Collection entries
•••
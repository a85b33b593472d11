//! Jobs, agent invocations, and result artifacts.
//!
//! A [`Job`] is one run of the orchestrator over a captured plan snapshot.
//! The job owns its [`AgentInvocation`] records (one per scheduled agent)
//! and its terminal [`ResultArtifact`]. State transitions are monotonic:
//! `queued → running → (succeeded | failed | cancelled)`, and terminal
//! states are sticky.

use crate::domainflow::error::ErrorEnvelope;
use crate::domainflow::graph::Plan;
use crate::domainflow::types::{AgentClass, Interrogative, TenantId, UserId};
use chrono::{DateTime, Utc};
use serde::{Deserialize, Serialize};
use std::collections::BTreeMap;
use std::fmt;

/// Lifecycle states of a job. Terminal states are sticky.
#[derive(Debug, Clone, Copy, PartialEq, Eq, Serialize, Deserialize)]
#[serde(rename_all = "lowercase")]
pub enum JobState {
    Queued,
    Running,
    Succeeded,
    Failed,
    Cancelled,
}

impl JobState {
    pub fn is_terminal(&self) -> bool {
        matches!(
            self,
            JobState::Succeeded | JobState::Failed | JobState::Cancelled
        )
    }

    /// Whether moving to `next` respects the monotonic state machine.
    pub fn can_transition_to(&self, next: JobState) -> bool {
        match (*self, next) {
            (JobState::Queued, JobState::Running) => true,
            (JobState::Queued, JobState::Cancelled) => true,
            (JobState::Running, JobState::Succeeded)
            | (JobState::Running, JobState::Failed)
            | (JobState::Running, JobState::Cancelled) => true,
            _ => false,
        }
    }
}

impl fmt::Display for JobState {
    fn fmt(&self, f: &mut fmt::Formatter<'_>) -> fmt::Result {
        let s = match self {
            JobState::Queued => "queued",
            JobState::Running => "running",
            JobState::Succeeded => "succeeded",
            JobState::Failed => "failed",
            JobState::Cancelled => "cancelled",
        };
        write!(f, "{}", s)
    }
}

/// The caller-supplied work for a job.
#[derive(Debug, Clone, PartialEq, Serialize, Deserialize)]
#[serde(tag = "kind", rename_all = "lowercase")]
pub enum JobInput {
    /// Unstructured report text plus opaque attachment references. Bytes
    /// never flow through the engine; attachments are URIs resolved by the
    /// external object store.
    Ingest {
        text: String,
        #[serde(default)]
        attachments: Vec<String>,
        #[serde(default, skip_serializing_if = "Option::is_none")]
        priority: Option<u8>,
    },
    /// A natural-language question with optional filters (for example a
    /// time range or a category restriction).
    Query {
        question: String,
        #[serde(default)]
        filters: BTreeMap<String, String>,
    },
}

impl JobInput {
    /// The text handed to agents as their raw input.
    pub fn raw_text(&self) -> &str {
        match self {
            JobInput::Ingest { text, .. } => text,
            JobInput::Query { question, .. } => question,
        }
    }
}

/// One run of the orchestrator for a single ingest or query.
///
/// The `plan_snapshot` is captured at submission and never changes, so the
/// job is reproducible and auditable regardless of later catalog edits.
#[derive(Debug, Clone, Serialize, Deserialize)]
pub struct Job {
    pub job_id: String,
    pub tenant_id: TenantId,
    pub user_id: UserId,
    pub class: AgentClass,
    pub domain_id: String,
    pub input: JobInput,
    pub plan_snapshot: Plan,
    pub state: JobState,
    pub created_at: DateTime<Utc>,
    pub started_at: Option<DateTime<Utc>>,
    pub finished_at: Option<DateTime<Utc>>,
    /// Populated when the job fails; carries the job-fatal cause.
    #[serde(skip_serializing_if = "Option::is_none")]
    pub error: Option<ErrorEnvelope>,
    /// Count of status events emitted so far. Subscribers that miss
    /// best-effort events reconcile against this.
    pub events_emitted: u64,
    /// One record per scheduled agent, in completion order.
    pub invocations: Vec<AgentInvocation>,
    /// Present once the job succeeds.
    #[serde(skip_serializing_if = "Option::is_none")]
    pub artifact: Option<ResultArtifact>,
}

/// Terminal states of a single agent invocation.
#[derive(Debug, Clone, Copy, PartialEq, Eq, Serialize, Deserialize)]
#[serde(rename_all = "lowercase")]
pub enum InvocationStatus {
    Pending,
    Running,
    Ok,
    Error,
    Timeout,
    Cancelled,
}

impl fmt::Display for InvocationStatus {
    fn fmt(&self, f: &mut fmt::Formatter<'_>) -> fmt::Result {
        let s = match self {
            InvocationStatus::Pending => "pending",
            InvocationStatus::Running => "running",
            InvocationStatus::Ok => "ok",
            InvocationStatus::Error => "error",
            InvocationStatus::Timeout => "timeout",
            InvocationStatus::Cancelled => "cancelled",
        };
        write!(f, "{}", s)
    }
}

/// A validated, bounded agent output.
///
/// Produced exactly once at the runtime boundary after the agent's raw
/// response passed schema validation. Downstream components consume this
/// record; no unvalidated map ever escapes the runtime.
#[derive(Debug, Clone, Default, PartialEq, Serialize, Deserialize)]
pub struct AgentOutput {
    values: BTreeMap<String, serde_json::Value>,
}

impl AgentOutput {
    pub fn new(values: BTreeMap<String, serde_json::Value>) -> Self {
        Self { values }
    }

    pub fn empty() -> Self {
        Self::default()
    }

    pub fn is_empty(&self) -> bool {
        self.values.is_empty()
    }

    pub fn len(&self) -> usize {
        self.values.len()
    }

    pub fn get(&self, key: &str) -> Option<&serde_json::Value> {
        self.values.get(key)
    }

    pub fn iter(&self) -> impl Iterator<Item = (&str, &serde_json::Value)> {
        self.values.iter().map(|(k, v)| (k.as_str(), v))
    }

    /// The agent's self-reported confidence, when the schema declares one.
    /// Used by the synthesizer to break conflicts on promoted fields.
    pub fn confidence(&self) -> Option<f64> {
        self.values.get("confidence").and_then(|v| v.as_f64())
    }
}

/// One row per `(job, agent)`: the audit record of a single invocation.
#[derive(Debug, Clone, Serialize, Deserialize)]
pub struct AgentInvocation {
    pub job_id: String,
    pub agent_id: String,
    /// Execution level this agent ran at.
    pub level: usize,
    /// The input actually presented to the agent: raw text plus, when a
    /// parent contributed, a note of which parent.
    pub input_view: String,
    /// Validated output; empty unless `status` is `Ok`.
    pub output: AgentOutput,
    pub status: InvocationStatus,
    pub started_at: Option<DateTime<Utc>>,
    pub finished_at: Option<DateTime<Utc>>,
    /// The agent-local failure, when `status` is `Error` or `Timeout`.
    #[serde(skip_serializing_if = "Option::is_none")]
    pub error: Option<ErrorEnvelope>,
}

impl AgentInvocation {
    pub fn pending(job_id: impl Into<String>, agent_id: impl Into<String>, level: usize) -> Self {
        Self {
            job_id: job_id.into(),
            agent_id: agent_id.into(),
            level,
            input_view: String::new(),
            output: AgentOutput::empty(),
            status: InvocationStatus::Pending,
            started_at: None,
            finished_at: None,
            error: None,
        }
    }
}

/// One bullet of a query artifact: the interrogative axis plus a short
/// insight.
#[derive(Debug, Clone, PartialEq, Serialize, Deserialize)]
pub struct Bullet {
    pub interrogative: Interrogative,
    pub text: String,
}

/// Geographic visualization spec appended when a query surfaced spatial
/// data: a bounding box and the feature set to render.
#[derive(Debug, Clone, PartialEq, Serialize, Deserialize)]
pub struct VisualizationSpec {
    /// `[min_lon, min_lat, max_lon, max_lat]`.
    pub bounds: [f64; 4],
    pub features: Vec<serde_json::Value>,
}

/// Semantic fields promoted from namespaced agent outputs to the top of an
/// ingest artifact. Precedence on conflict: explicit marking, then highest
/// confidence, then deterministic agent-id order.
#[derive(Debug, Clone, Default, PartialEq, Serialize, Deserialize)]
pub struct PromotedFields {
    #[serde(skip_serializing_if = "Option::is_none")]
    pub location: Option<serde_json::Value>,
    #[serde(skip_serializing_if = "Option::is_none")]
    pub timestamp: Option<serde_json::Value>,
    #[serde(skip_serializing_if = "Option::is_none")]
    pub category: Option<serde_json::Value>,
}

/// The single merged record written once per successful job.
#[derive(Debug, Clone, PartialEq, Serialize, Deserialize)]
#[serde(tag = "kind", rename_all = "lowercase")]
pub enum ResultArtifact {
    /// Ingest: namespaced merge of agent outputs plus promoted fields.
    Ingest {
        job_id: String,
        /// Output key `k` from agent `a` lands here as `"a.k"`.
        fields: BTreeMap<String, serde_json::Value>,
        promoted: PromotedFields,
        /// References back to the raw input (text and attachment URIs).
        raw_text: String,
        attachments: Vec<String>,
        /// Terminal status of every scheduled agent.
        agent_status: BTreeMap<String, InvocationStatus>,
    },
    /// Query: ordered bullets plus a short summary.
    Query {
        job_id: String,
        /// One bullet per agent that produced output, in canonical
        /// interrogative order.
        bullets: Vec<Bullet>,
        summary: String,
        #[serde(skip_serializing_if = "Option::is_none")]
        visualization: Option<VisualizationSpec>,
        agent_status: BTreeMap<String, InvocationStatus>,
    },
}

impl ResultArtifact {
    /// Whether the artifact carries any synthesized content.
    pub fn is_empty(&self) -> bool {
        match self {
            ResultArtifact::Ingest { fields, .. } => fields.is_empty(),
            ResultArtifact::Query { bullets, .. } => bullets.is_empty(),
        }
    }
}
•••
> [EXERCISE GOAL]: Pull every line with the word "question" from the data.

> [SOLUTION]:
    /// A natural-language question with optional filters (for example a
        question: String,
            JobInput::Query { question, .. } => question,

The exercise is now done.